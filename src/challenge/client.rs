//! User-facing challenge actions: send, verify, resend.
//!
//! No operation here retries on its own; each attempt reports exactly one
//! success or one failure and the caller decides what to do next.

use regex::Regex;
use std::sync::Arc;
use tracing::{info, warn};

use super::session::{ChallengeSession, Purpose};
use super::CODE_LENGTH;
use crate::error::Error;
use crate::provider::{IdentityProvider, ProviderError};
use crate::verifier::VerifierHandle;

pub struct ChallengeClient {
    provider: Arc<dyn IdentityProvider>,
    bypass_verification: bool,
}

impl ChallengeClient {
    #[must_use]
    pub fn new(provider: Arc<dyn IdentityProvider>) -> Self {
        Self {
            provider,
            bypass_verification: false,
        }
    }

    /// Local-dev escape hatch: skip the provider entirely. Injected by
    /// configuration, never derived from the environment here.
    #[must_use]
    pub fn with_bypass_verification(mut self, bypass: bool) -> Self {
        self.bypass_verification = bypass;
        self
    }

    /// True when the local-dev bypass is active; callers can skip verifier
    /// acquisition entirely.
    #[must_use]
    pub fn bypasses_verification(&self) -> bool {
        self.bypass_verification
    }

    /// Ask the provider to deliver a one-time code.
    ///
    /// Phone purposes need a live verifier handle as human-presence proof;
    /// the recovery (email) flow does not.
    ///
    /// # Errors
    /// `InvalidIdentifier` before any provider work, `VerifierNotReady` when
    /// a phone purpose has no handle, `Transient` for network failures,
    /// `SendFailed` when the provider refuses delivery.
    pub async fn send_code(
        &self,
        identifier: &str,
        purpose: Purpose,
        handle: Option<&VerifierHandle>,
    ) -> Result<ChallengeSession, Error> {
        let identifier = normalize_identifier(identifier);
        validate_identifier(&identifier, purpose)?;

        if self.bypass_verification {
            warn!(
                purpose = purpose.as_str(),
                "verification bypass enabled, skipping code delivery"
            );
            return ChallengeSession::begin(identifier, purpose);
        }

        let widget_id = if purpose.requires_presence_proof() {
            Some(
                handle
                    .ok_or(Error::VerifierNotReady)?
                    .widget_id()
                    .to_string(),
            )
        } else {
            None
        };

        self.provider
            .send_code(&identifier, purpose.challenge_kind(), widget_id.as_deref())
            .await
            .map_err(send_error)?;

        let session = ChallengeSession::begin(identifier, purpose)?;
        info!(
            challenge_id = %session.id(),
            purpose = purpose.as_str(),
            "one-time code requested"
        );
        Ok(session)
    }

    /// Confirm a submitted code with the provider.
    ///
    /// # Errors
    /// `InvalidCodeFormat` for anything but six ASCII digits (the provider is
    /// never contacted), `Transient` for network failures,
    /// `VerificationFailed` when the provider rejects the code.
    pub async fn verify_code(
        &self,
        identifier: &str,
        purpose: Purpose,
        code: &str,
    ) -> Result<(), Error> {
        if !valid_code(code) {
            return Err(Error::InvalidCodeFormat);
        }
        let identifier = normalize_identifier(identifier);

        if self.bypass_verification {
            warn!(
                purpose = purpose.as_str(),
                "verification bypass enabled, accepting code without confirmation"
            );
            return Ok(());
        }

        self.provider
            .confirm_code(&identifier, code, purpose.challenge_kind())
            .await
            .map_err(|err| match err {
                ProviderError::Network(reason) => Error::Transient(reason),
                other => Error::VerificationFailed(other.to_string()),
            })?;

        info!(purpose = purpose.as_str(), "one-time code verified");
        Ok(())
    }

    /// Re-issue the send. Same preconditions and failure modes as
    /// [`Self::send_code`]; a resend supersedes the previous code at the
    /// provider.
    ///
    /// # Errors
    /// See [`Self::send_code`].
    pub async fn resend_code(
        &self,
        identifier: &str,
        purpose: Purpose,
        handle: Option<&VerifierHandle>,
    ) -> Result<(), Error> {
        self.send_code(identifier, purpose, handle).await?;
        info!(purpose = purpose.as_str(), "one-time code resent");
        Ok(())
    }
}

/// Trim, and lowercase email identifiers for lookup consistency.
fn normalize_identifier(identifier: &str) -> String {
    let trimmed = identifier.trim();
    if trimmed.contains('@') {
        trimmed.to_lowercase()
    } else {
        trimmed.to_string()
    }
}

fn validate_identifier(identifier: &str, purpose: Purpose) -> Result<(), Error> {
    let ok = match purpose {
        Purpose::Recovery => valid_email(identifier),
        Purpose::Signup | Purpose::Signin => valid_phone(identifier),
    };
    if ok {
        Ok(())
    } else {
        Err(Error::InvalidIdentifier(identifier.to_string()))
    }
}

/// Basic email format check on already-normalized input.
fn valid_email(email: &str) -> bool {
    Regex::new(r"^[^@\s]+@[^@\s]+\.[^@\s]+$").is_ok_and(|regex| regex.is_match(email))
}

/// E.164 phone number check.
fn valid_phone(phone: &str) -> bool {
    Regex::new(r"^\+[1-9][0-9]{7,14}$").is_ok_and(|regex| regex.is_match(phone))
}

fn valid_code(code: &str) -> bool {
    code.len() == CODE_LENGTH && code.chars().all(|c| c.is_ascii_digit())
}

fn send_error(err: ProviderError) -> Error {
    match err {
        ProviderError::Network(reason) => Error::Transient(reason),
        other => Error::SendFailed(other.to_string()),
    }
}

--

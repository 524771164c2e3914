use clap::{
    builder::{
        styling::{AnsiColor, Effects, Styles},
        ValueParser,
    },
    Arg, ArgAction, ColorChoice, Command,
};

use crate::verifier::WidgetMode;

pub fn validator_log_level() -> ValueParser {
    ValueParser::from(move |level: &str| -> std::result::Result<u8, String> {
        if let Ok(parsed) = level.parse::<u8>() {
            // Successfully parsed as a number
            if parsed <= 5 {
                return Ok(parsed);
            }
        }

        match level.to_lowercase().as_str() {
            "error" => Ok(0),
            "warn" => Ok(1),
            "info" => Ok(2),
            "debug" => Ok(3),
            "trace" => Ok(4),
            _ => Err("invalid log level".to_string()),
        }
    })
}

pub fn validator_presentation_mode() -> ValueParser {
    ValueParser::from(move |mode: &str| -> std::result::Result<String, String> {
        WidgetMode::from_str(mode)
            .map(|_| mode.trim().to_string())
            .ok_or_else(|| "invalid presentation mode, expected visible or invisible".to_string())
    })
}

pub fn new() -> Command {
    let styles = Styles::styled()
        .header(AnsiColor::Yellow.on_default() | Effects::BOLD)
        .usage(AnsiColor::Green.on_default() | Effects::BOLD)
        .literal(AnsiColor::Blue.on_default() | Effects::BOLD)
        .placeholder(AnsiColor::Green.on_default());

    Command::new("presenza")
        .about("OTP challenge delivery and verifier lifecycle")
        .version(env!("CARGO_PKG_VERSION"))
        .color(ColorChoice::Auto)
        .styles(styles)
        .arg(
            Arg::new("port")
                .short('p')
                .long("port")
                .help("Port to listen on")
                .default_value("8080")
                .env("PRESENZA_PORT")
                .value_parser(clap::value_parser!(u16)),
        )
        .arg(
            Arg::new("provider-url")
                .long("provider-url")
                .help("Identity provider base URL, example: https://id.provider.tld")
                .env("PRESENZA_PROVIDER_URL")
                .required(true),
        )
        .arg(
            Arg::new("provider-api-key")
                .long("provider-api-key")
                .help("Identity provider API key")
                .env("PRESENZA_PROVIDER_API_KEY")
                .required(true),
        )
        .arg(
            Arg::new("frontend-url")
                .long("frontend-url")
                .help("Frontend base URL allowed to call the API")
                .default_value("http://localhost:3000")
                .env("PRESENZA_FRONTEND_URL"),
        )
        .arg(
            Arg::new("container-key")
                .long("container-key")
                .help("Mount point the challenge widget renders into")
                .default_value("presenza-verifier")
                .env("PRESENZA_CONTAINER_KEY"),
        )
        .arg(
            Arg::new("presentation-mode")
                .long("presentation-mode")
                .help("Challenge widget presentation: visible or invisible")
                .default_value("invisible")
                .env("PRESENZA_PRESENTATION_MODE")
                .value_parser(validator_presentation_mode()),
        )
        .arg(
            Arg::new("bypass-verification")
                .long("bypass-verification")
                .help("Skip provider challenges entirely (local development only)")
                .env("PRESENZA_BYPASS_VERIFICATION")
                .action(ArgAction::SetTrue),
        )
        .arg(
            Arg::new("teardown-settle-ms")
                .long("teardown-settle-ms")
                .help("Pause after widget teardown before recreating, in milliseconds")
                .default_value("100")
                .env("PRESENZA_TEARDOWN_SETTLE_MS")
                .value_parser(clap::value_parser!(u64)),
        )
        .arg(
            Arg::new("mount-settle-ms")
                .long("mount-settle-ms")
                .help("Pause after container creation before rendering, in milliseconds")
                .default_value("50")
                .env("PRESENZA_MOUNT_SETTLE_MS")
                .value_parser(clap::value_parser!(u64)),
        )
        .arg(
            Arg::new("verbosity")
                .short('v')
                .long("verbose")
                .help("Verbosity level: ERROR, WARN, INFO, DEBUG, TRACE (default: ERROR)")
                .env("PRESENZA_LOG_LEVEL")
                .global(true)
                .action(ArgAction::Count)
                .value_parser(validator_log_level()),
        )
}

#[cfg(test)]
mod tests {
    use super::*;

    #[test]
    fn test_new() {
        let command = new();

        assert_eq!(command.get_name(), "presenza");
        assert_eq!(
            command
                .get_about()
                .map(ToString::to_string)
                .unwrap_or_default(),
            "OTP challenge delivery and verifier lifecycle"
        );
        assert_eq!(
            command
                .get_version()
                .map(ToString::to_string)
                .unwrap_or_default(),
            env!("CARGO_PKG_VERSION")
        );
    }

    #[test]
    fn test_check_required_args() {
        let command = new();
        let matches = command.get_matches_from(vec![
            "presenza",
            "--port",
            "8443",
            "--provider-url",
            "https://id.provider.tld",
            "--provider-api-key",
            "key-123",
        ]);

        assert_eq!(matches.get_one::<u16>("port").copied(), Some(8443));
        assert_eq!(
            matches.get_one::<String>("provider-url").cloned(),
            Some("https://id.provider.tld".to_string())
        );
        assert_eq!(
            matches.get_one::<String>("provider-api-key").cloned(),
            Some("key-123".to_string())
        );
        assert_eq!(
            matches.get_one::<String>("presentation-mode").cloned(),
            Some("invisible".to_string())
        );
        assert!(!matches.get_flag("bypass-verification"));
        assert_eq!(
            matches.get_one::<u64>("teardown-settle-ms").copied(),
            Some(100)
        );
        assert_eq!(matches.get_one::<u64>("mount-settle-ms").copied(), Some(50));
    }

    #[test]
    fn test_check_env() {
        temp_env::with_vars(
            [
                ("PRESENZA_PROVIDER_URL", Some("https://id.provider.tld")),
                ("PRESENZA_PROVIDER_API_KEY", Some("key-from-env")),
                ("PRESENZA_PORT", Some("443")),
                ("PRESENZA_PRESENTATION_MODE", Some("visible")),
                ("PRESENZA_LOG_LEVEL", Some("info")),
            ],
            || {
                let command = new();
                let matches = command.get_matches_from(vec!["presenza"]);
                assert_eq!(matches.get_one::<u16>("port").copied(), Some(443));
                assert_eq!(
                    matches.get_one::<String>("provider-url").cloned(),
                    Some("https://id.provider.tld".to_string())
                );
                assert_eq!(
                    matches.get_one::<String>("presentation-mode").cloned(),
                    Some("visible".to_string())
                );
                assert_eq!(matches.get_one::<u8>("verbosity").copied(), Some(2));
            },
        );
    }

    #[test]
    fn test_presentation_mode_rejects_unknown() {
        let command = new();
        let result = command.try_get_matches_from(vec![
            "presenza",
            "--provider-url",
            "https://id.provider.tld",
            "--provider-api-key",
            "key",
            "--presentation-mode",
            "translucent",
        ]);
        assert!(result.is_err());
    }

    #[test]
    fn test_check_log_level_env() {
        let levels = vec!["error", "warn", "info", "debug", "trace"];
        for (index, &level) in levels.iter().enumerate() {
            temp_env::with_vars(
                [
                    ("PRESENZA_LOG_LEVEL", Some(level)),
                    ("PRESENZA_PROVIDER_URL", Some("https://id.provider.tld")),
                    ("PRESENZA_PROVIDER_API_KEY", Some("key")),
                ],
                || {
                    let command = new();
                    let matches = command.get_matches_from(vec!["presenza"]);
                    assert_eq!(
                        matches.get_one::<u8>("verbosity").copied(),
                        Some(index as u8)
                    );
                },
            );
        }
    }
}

--

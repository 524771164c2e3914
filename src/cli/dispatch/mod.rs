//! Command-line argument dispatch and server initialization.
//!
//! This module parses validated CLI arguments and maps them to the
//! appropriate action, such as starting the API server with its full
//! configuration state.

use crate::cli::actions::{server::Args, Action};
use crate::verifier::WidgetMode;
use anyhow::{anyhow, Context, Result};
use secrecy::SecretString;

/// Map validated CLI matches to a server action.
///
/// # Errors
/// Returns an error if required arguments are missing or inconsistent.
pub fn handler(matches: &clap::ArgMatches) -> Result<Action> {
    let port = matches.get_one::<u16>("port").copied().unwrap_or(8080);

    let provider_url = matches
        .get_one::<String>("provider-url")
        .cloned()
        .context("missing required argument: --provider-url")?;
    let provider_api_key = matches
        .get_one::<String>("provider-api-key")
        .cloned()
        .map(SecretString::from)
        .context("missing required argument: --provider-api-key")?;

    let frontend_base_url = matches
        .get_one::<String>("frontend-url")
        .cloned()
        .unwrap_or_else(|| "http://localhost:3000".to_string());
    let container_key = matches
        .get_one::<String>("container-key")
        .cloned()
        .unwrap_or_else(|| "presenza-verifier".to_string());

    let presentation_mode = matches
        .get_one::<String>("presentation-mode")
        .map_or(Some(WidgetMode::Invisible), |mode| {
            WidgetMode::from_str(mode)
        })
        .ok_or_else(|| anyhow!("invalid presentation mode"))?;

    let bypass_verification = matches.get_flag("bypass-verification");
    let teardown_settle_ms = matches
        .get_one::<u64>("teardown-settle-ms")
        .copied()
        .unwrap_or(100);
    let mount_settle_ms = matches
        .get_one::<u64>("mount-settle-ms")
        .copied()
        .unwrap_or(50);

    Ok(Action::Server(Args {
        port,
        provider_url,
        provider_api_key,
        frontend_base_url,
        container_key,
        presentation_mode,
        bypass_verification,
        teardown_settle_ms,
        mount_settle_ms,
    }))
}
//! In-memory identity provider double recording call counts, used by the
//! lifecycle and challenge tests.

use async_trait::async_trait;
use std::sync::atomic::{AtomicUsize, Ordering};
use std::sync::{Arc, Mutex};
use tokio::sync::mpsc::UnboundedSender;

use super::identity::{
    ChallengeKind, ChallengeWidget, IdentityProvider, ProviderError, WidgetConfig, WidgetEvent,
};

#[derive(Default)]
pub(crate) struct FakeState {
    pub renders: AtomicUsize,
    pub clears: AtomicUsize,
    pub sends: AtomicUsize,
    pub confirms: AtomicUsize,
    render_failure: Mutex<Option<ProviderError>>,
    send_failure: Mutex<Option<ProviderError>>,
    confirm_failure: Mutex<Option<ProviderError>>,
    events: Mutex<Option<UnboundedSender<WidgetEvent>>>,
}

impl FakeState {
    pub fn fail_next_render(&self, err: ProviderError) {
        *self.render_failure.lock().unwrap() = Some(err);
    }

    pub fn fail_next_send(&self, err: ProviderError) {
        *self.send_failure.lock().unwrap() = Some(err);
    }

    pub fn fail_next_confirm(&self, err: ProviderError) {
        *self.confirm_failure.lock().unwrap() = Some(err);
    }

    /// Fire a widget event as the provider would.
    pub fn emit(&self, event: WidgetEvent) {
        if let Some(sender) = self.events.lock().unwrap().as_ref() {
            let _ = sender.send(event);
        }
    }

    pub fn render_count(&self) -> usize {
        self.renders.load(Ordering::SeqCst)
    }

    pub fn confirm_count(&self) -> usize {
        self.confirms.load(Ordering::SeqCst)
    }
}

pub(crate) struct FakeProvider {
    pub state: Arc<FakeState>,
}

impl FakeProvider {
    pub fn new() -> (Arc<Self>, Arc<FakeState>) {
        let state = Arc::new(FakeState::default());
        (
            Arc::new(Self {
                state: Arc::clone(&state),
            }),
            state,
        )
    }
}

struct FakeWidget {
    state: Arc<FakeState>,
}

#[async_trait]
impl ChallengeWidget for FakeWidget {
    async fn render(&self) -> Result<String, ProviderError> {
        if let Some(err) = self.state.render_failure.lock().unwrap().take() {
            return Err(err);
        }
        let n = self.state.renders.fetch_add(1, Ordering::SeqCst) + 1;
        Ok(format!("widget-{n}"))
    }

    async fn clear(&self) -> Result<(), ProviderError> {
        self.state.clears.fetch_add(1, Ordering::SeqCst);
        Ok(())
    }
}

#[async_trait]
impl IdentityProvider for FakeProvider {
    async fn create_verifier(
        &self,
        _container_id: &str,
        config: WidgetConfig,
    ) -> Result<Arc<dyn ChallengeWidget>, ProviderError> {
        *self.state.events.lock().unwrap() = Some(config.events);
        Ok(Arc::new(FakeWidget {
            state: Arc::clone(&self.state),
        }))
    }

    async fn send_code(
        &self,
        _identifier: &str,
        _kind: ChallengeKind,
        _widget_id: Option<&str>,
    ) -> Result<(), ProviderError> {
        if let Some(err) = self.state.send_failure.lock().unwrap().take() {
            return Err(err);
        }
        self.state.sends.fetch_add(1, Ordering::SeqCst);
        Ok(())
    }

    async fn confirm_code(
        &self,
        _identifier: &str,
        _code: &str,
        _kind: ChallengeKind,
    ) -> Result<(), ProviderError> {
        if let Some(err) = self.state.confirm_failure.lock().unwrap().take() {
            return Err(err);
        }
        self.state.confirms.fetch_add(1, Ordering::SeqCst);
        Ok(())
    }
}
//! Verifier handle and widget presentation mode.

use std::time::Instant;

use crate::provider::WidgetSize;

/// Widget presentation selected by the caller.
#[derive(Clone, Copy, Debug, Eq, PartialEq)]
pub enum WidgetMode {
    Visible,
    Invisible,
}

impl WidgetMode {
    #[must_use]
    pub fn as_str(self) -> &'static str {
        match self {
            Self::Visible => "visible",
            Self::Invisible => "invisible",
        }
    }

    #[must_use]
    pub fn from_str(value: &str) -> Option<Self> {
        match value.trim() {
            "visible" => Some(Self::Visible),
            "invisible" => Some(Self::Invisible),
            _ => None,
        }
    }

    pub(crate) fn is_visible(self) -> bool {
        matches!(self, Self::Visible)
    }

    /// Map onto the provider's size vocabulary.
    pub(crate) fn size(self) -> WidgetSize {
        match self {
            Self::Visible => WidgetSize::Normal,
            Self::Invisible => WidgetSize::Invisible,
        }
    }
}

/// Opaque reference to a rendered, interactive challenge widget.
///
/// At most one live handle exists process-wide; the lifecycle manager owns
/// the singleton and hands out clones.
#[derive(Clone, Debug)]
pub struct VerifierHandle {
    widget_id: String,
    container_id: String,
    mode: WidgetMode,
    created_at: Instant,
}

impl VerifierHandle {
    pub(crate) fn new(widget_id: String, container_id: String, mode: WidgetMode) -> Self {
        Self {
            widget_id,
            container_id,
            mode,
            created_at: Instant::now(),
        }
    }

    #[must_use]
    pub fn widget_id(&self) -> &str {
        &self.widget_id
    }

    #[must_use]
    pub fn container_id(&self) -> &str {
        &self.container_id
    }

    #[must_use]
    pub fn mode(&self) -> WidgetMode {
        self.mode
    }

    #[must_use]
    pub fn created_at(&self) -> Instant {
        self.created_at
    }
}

Action item - The expected result is a copy of each line in the records where "AtomicUsize" appears.

Answer to this problem -
use std::sync::atomic::{AtomicUsize, Ordering};
    pub renders: AtomicUsize,
    pub clears: AtomicUsize,
    pub sends: AtomicUsize,
    pub confirms: AtomicUsize,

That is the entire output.